Tomato's genetic structure has been decoded. Researchers say that this discovery will enable tomato breeders to grow tomatoes with long shelf life as well as better flavors. They say that selective, precision breeding will be possible not just in tomatoes but also in other fruits related to the tomato family.

"It’s really all about making a better tomato. This work enables a lot of things we just couldn’t do before," said Allen Van Deynze, a molecular geneticist at the Seed Biotechnology Center at the University of California, Davis.

The research began in 2003 but breakthrough came in only in 2008 when "next-generation" technologies became available to decode the genetic structure.

According to the researchers, major developments in the modern tomato came around 60 million years ago and have been carried on since then.

"Several of the genes 'born' at that second triplication stayed in the genome for tens of millions of years. Then, relatively recently, they changed their function — this brought about the appearance of the fleshy fruit as we know it today." The tomato is already an established model for fleshy fruit development, so the information will also be useful for breeding fruits such as strawberries, melons and bananas," said Giovanni Giuliano, Italian National Agency for New Technologies, Energy and Sustainable Economic Development in Rome, and lead researcher, Nature reports.

Experts say that we might soon have access to tomatoes that that home-grown taste.

"Now that we have the genome it will be possible to actually target the genes that control flavor separately from those that control shelf life.
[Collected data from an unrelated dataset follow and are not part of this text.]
//! Node handlers.
//!
//! Every node type on a canvas is executed by a [`NodeHandler`]. The
//! [`NodeRegistry`] maps type names to handlers and comes pre-loaded with the
//! built-in types: `trigger`, `start`, `action`, `condition`, `delay` and
//! `data_transform`. Other types can be registered at wiring time.
//!
//! A handler receives a scratch copy of the running context. The engine keeps
//! the scratch copy (and merges `NodeResult::output` into it) only when the
//! node succeeds.

use std::collections::HashMap;
use std::future::Future;
use std::pin::Pin;
use std::sync::Arc;
use std::time::Duration;

use hookgate_types::workflow::{CanvasNode, NodeResult};
use serde_json::{Map, Value, json};

use super::condition::{self, ConditionOperator};

type BoxFuture<'a, T> = Pin<Box<dyn Future<Output = T> + Send + 'a>>;

/// Errors raised by a single node.
#[derive(Debug, thiserror::Error)]
pub enum NodeError {
    #[error("unknown node type: {0}")]
    UnknownType(String),

    #[error("invalid node configuration: {0}")]
    InvalidConfig(String),

    #[error("node execution failed: {0}")]
    Failed(String),
}

/// Executes one node type.
///
/// Object-safe so handlers of different types can share a registry.
pub trait NodeHandler: Send + Sync {
    fn execute<'a>(
        &'a self,
        node: &'a CanvasNode,
        context: &'a mut Map<String, Value>,
    ) -> BoxFuture<'a, Result<NodeResult, NodeError>>;
}

// ---------------------------------------------------------------------------
// Registry
// ---------------------------------------------------------------------------

/// Node type name -> handler.
#[derive(Clone)]
pub struct NodeRegistry {
    handlers: HashMap<String, Arc<dyn NodeHandler>>,
}

impl NodeRegistry {
    /// A registry with no handlers at all.
    pub fn empty() -> Self {
        Self {
            handlers: HashMap::new(),
        }
    }

    /// A registry with every built-in node type.
    pub fn with_builtins(max_delay: Duration) -> Self {
        let mut registry = Self::empty();
        let pass_through: Arc<dyn NodeHandler> = Arc::new(PassThroughNode);
        registry.register_arc("trigger", pass_through.clone());
        registry.register_arc("start", pass_through);
        registry.register("action", ActionNode);
        registry.register("condition", ConditionNode);
        registry.register("delay", DelayNode { max_delay });
        registry.register("data_transform", DataTransformNode);
        registry
    }

    /// Register (or replace) the handler for a node type.
    pub fn register<H: NodeHandler + 'static>(&mut self, node_type: &str, handler: H) {
        self.register_arc(node_type, Arc::new(handler));
    }

    pub fn register_arc(&mut self, node_type: &str, handler: Arc<dyn NodeHandler>) {
        self.handlers.insert(node_type.to_string(), handler);
    }

    pub fn get(&self, node_type: &str) -> Option<&Arc<dyn NodeHandler>> {
        self.handlers.get(node_type)
    }

    pub fn node_types(&self) -> Vec<&str> {
        let mut types: Vec<&str> = self.handlers.keys().map(String::as_str).collect();
        types.sort_unstable();
        types
    }
}

// ---------------------------------------------------------------------------
// Built-in handlers
// ---------------------------------------------------------------------------

fn done(output: Value, message: impl Into<String>) -> Result<NodeResult, NodeError> {
    Ok(NodeResult {
        success: true,
        output,
        message: message.into(),
    })
}

/// `trigger` / `start`: entry points, context unchanged.
struct PassThroughNode;

impl NodeHandler for PassThroughNode {
    fn execute<'a>(
        &'a self,
        node: &'a CanvasNode,
        _context: &'a mut Map<String, Value>,
    ) -> BoxFuture<'a, Result<NodeResult, NodeError>> {
        Box::pin(async move { done(json!({}), format!("{} node processed", node.node_type)) })
    }
}

/// `action`: generic action whose `data.output` object is merged into the context.
struct ActionNode;

impl NodeHandler for ActionNode {
    fn execute<'a>(
        &'a self,
        node: &'a CanvasNode,
        _context: &'a mut Map<String, Value>,
    ) -> BoxFuture<'a, Result<NodeResult, NodeError>> {
        Box::pin(async move {
            let output = match node.data.get("output") {
                None | Some(Value::Null) => json!({}),
                Some(Value::Object(map)) => Value::Object(map.clone()),
                Some(_) => {
                    return Err(NodeError::InvalidConfig(
                        "action output must be an object".to_string(),
                    ));
                }
            };
            let label = node
                .data
                .get("action")
                .and_then(Value::as_str)
                .unwrap_or("action");
            done(output, format!("{label} executed"))
        })
    }
}

/// `condition`: outputs `{"condition_result": bool}`.
struct ConditionNode;

impl NodeHandler for ConditionNode {
    fn execute<'a>(
        &'a self,
        node: &'a CanvasNode,
        context: &'a mut Map<String, Value>,
    ) -> BoxFuture<'a, Result<NodeResult, NodeError>> {
        Box::pin(async move {
            let field = node
                .data
                .get("condition")
                .and_then(Value::as_str)
                .unwrap_or_default();
            let operator = match node.data.get("operator").and_then(Value::as_str) {
                Some(op) => op
                    .parse::<ConditionOperator>()
                    .map_err(NodeError::InvalidConfig)?,
                None => ConditionOperator::default(),
            };
            let expected = node.data.get("value").cloned().unwrap_or(Value::Null);

            let result = condition::evaluate(condition::lookup(context, field), operator, &expected);
            done(
                json!({ "condition_result": result }),
                format!("condition '{field} {operator}' evaluated to {result}"),
            )
        })
    }
}

/// `delay`: sleeps `data.delay` seconds, capped at `max_delay`.
struct DelayNode {
    max_delay: Duration,
}

impl NodeHandler for DelayNode {
    fn execute<'a>(
        &'a self,
        node: &'a CanvasNode,
        _context: &'a mut Map<String, Value>,
    ) -> BoxFuture<'a, Result<NodeResult, NodeError>> {
        Box::pin(async move {
            let requested = match node.data.get("delay") {
                None | Some(Value::Null) => 0.0,
                Some(Value::Number(n)) => n.as_f64().unwrap_or(0.0),
                Some(Value::String(s)) => s.trim().parse::<f64>().map_err(|_| {
                    NodeError::InvalidConfig(format!("delay must be a number, got '{s}'"))
                })?,
                Some(other) => {
                    return Err(NodeError::InvalidConfig(format!(
                        "delay must be a number, got {other}"
                    )));
                }
            };
            let secs = requested.clamp(0.0, self.max_delay.as_secs_f64());
            let delay = Duration::from_secs_f64(secs);
            if !delay.is_zero() {
                tokio::time::sleep(delay).await;
            }
            done(
                json!({}),
                format!("delay of {} seconds completed", delay.as_secs_f64()),
            )
        })
    }
}

/// `data_transform`: removes `data.remove` keys, then merges `data.set`.
struct DataTransformNode;

impl NodeHandler for DataTransformNode {
    fn execute<'a>(
        &'a self,
        node: &'a CanvasNode,
        context: &'a mut Map<String, Value>,
    ) -> BoxFuture<'a, Result<NodeResult, NodeError>> {
        Box::pin(async move {
            let mut removed = 0;
            match node.data.get("remove") {
                None | Some(Value::Null) => {}
                Some(Value::Array(keys)) => {
                    for key in keys.iter().filter_map(Value::as_str) {
                        if context.remove(key).is_some() {
                            removed += 1;
                        }
                    }
                }
                Some(_) => {
                    return Err(NodeError::InvalidConfig(
                        "data_transform remove must be a list of keys".to_string(),
                    ));
                }
            }

            let set = match node.data.get("set") {
                None | Some(Value::Null) => Map::new(),
                Some(Value::Object(map)) => map.clone(),
                Some(_) => {
                    return Err(NodeError::InvalidConfig(
                        "data_transform set must be an object".to_string(),
                    ));
                }
            };
            let message = format!(
                "data transformation completed ({} set, {removed} removed)",
                set.len()
            );
            done(Value::Object(set), message)
        })
    }
}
So it should be possible in the very near future to have tomatoes that last a long time but develop a very dark red color, are full of phyto chemicals and are much more tasty," said Professor Seymour at the University of Nottingham to BBC.

Breeding crops that are genetically modified have led to a lot of controversy and public concern in the past. Experts believe that knowledge of the genetic code will help breeders grow pesticide resistant crops.

"It's very likely at the moment that it will just be better breeding through conventional techniques. The genome sequence allows us to target those gene variants in the wild species and bring them into the cultivated lines and do that relatively effectively," said Prof Seymour.